新型は、各部のアップデートは当然ながら、トレックの専売特許とも言える「快適性」を高めることに成功している。トレックは、2015年のMadoneの開発において快適性について、注力して出来たのが「Iso Speed」だ。その後、他のモデルにも水平展開され、快適性を重んじるトレックのイメージが確立して行った。そのレベルは、あると良いではなく、無ければダメだと言う強いイメージを受けていた。特にエアロ形状かつ、シートアングルの立っているトライアスロンバイクでの快適性は難しかった。
エアロダイナミクスによる速さは、もちろん必要だが、快適性が高まることで、ペースが維持し易くなれば、アベレージスピードは高くなる可能性が高い。あくまでも「競技」における快適性となるが、長時間となるトライアスロンにおいては、重要なキーワードとなることは間違いない。

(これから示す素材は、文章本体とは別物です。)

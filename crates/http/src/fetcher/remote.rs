use super::Fetcher;
use crate::error::{ErrorKind, Result};
use async_trait::async_trait;
use exn::ResultExt;
use reqwest::Client;
use reqwest::header::{ACCEPT, HeaderMap, HeaderValue};
use serde_json::Value;
use std::time::Duration;
use tracing::instrument;
use url::Url;

/// [`Fetcher`] backed by a pooled `reqwest` client.
///
/// # Examples
///
/// ```no_run
/// use std::time::Duration;
/// use nguonc_http::{Fetcher, HttpFetcher};
///
/// # async fn example() -> Result<(), Box<dyn std::error::Error>> {
/// let fetcher = HttpFetcher::new(Duration::from_secs(10))?;
/// let url = "https://phim.nguonc.com/api/films/search?keyword=hai".parse()?;
/// let results = fetcher.get_json(&url).await?;
/// # Ok(())
/// # }
/// ```
#[derive(Debug, Clone)]
pub struct HttpFetcher {
    client: Client,
}

impl HttpFetcher {
    /// Builds a client that asks for JSON and gives up on requests that take
    /// longer than `timeout`.
    pub fn new(timeout: Duration) -> Result<Self> {
        let mut headers = HeaderMap::new();
        headers.insert(ACCEPT, HeaderValue::from_static("application/json"));
        let client = Client::builder()
            .default_headers(headers)
            .timeout(timeout)
            .build()
            .or_raise(|| ErrorKind::Network("could not build HTTP client".to_string()))?;
        Ok(Self { client })
    }
}

#[async_trait]
impl Fetcher for HttpFetcher {
    fn name(&self) -> &str {
        "http"
    }

    #[instrument(skip_all, fields(url = %url))]
    async fn get_json(&self, url: &Url) -> Result<Value> {
        let response = match self.client.get(url.clone()).send().await {
            Ok(response) => response,
            Err(err) if err.is_timeout() => return Err(err).or_raise(|| ErrorKind::Timeout),
            Err(err) => {
                let message = err.to_string();
                return Err(err).or_raise(|| ErrorKind::Network(message));
            },
        };
        let status = response.status();
        if !status.is_success() {
            // The body is diagnostic only; failing to read it is not worth reporting.
            let body = response.text().await.unwrap_or_default();
            tracing::debug!(status = status.as_u16(), "Upstream returned an error status");
            exn::bail!(ErrorKind::status(status.as_u16(), &body));
        }
        response.json::<Value>().await.or_raise(|| ErrorKind::InvalidJson)
    }
}
//! Tolerant accessors over loosely-shaped JSON.
//!
//! Upstream fields are frequently present-but-empty (`""`, `0`, `null`), so
//! fallback chains skip anything falsy rather than stopping at the first key
//! that merely exists.

use scraper::Html;
use serde_json::Value;

use crate::consts;

/// Whether a value counts as "set" for the purposes of a fallback chain.
///
/// `null`, `false`, `0`, `NaN` and `""` are unset; objects and arrays are
/// always set, even when empty.
pub(crate) fn truthy(value: &Value) -> bool {
    match value {
        Value::Null => false,
        Value::Bool(b) => *b,
        Value::Number(n) => n.as_f64().is_some_and(|f| f != 0.0 && !f.is_nan()),
        Value::String(s) => !s.is_empty(),
        Value::Array(_) | Value::Object(_) => true,
    }
}

/// Follows a dotted path (`"data.items"`) through nested objects.
pub(crate) fn path<'a>(value: &'a Value, path: &str) -> Option<&'a Value> {
    path.split('.').try_fold(value, |current, key| current.get(key))
}

/// The first truthy value among `paths`, in order.
pub(crate) fn first<'a>(value: &'a Value, paths: &[&str]) -> Option<&'a Value> {
    paths.iter().filter_map(|p| path(value, p)).find(|v| truthy(v))
}

/// Renders scalars as text; strings as-is, numbers in decimal.
pub(crate) fn text(value: &Value) -> Option<String> {
    match value {
        Value::String(s) if !s.is_empty() => Some(s.clone()),
        Value::Number(n) => Some(n.to_string()),
        _ => None,
    }
}

/// The first truthy value among `paths` that can be rendered as text.
pub(crate) fn first_text(value: &Value, paths: &[&str]) -> Option<String> {
    paths.iter().filter_map(|p| path(value, p)).filter(|v| truthy(v)).find_map(text)
}

/// Lenient integer parsing: numbers are truncated, strings contribute their
/// leading (optionally signed) run of digits, so `"2023 (HD)"` is `2023`.
pub(crate) fn as_int(value: &Value) -> Option<i64> {
    match value {
        Value::Number(n) => n.as_i64().or_else(|| n.as_f64().filter(|f| f.is_finite()).map(|f| f.trunc() as i64)),
        Value::String(s) => leading_int(s),
        _ => None,
    }
}

fn leading_int(s: &str) -> Option<i64> {
    let s = s.trim_start();
    let (sign, digits) = match s.strip_prefix('-') {
        Some(rest) => (-1, rest),
        None => (1, s.strip_prefix('+').unwrap_or(s)),
    };
    let end = digits.find(|c: char| !c.is_ascii_digit()).unwrap_or(digits.len());
    digits[..end].parse::<i64>().ok().map(|n| sign * n)
}

/// Strict numeric conversion: the whole (trimmed) string must be a number.
pub(crate) fn as_number(value: &Value) -> Option<f64> {
    match value {
        Value::Number(n) => n.as_f64(),
        Value::String(s) => s.trim().parse::<f64>().ok(),
        _ => None,
    }
}

/// Names out of a category-like field.
///
/// Supports a flat array (of strings or `{name}` objects) and the grouped
/// object form `{"1": {"group": {..}, "list": [{"name": ..}]}, ..}`.
pub(crate) fn names(value: Option<&Value>) -> Vec<String> {
    let named = |v: &Value| match v {
        Value::Object(_) => first_text(v, &["name"]),
        other => text(other),
    };
    match value {
        Some(Value::Array(entries)) => entries.iter().filter_map(named).collect(),
        Some(Value::Object(groups)) => groups
            .values()
            .flat_map(|group| match group.get("list") {
                Some(Value::Array(list)) => list.iter().filter_map(named).collect(),
                _ => named(group).into_iter().collect::<Vec<_>>(),
            })
            .collect(),
        _ => Vec::new(),
    }
}

/// The first `19xx`/`20xx` token in the given names.
pub(crate) fn year_from_names(names: &[String]) -> Option<i32> {
    consts::YEAR_REGEX.find(&names.join(" ")).and_then(|m| m.as_str().parse().ok())
}

/// Reduces an HTML fragment to its trimmed text content.
///
/// # Examples
///
/// ```rust
/// use nguonc_extract::strip_html;
///
/// assert_eq!(strip_html("<p>Ch&agrave;o <b>bạn</b></p> "), "Chào bạn");
/// ```
pub fn strip_html(html: &str) -> String {
    let fragment = Html::parse_fragment(html);
    fragment.root_element().text().collect::<String>().trim().to_string()
}

#[cfg(test)]
mod tests {
    use super::*;
    use rstest::rstest;
    use serde_json::json;

    #[rstest]
    #[case(json!(null), false)]
    #[case(json!(false), false)]
    #[case(json!(0), false)]
    #[case(json!(""), false)]
    #[case(json!("0"), true)]
    #[case(json!(1.5), true)]
    #[case(json!([]), true)]
    #[case(json!({}), true)]
    fn test_truthy(#[case] value: Value, #[case] expected: bool) {
        assert_eq!(truthy(&value), expected);
    }

    #[test]
    fn test_first_text_skips_empty_values() {
        let raw = json!({"name": "", "title": null, "origin_name": "Origin", "vn_name": "Tên"});
        assert_eq!(first_text(&raw, &["name", "title", "origin_name", "vn_name"]), Some("Origin".to_string()));
        assert_eq!(first_text(&raw, &["missing"]), None);
    }

    #[test]
    fn test_path_follows_nested_objects() {
        let raw = json!({"data": {"items": [1, 2]}, "flat": 3});
        assert_eq!(path(&raw, "data.items"), Some(&json!([1, 2])));
        assert_eq!(path(&raw, "flat.deeper"), None);
    }

    #[rstest]
    #[case(json!(2023), Some(2023))]
    #[case(json!(12.9), Some(12))]
    #[case(json!("2019"), Some(2019))]
    #[case(json!("  24 tập"), Some(24))]
    #[case(json!("-3"), Some(-3))]
    #[case(json!("Tập 5"), None)]
    #[case(json!(true), None)]
    fn test_as_int(#[case] value: Value, #[case] expected: Option<i64>) {
        assert_eq!(as_int(&value), expected);
    }

    #[rstest]
    #[case(json!(12), Some(12.0))]
    #[case(json!(" 3 "), Some(3.0))]
    #[case(json!("24 tập"), None)]
    fn test_as_number(#[case] value: Value, #[case] expected: Option<f64>) {
        assert_eq!(as_number(&value), expected);
    }

    #[test]
    fn test_names_from_flat_and_grouped_categories() {
        let flat = json!([{"name": "Hành Động"}, "Hài", {"slug": "no-name"}]);
        assert_eq!(names(Some(&flat)), vec!["Hành Động", "Hài"]);
        let grouped = json!({
            "1": {"group": {"name": "Định dạng"}, "list": [{"name": "Phim bộ"}]},
            "3": {"group": {"name": "Năm"}, "list": [{"name": "2024"}]}
        });
        assert_eq!(names(Some(&grouped)), vec!["Phim bộ", "2024"]);
        assert!(names(None).is_empty());
    }

    #[rstest]
    #[case(&["Phim bộ", "2024"], Some(2024))]
    #[case(&["Hài", "Năm 1998 cũ"], Some(1998))]
    #[case(&["12024", "2100"], None)]
    #[case(&[], None)]
    fn test_year_from_names(#[case] input: &[&str], #[case] expected: Option<i32>) {
        let input: Vec<String> = input.iter().map(|s| s.to_string()).collect();
        assert_eq!(year_from_names(&input), expected);
    }

    #[test]
    fn test_strip_html_passes_plain_text_through() {
        assert_eq!(strip_html("  plain text "), "plain text");
        assert_eq!(strip_html(""), "");
    }
}
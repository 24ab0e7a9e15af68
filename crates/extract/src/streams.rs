use std::collections::HashSet;

use crate::consts::{EMBED_QUALITY, M3U8_QUALITY, MIRROR_QUALITY_PREFIX};
use crate::models::{NormalizedDetail, Stream, StreamKind};

/// Builds the candidate streams for one episode of a title.
///
/// The preferred server contributes its embed player and its HLS playlist (in
/// that order, both when both exist); every other server contributes its HLS
/// playlist as an untyped mirror labelled `server-<index>`. The result is
/// deduplicated on `(url, quality)`, so an identical mirror URL survives when
/// its label differs from the primary entry's.
///
/// An episode that no server carries yields an empty list.
pub fn extract_streams(detail: &NormalizedDetail, episode_number: u32, preferred_server: usize) -> Vec<Stream> {
    let mut streams = Vec::new();
    if let Some(item) = detail.episodes.get(preferred_server).and_then(|s| s.episode(episode_number)) {
        if let Some(embed) = &item.embed {
            streams.push(Stream::new(embed, EMBED_QUALITY, Some(StreamKind::Embed)));
        }
        if let Some(m3u8) = &item.m3u8 {
            streams.push(Stream::new(m3u8, M3U8_QUALITY, Some(StreamKind::M3u8)));
        }
    }
    let mirrors = detail.episodes.iter().enumerate().filter(|(index, _)| *index != preferred_server);
    for (index, server) in mirrors {
        if let Some(m3u8) = server.episode(episode_number).and_then(|item| item.m3u8.as_ref()) {
            streams.push(Stream::new(m3u8, format!("{MIRROR_QUALITY_PREFIX}{index}"), None));
        }
    }
    tracing::trace!(episode_number, preferred_server, candidates = streams.len(), "Extracted streams");
    dedupe_streams(streams)
}

/// Drops every stream whose `(url, quality)` pair was already seen, keeping
/// the first occurrence and the relative order of the rest.
pub fn dedupe_streams(streams: Vec<Stream>) -> Vec<Stream> {
    let mut seen = HashSet::new();
    streams
        .into_iter()
        .filter(|stream| seen.insert((stream.url.clone(), stream.quality.clone())))
        .collect()
}

/// Picks the stream to play.
///
/// The first stream of the preferred type wins. With an HLS preference an
/// untyped mirror pointing at a `.m3u8` playlist also qualifies. Failing that,
/// the first stream is returned.
pub fn choose_stream(streams: &[Stream], preferred: StreamKind) -> Option<&Stream> {
    let matches = |stream: &&Stream| match stream.kind {
        Some(kind) => kind == preferred,
        None => preferred == StreamKind::M3u8 && stream.url.contains(".m3u8"),
    };
    streams.iter().find(matches).or_else(|| streams.first())
}
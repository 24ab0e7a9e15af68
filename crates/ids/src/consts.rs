use regex::Regex;
use std::sync::LazyLock;

macro_rules! regex {
    ($name:ident, $regex:expr) => {
        pub(crate) static $name: LazyLock<Regex> = LazyLock::new(|| Regex::new($regex).unwrap());
    };
}

regex!(EPISODE_TOKEN, r"(?i)^E(\d+)$");
regex!(SERVER_TOKEN, r"(?i)^server=(\d+)$");

pub(crate) const SEPARATOR: &str = "::";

「トレックのトライアスロンバイクは、変わらずTTと同じものだった。もちろんIsoSpeedの有無で言えば異なるバイクだが、エアロダイナミクスという点では同様になる。昨今、トライアスロン専用をリリースするメーカーがスタンダードとなっている中で、あらためてトレックが出した答えなのだろう。コナにおいてサーヴェロは、PX系ではなく、TTのP5が支持されている。TT系トライアスロンバイクとして、SUB10選手ご用達のバイクとなることが予想される。」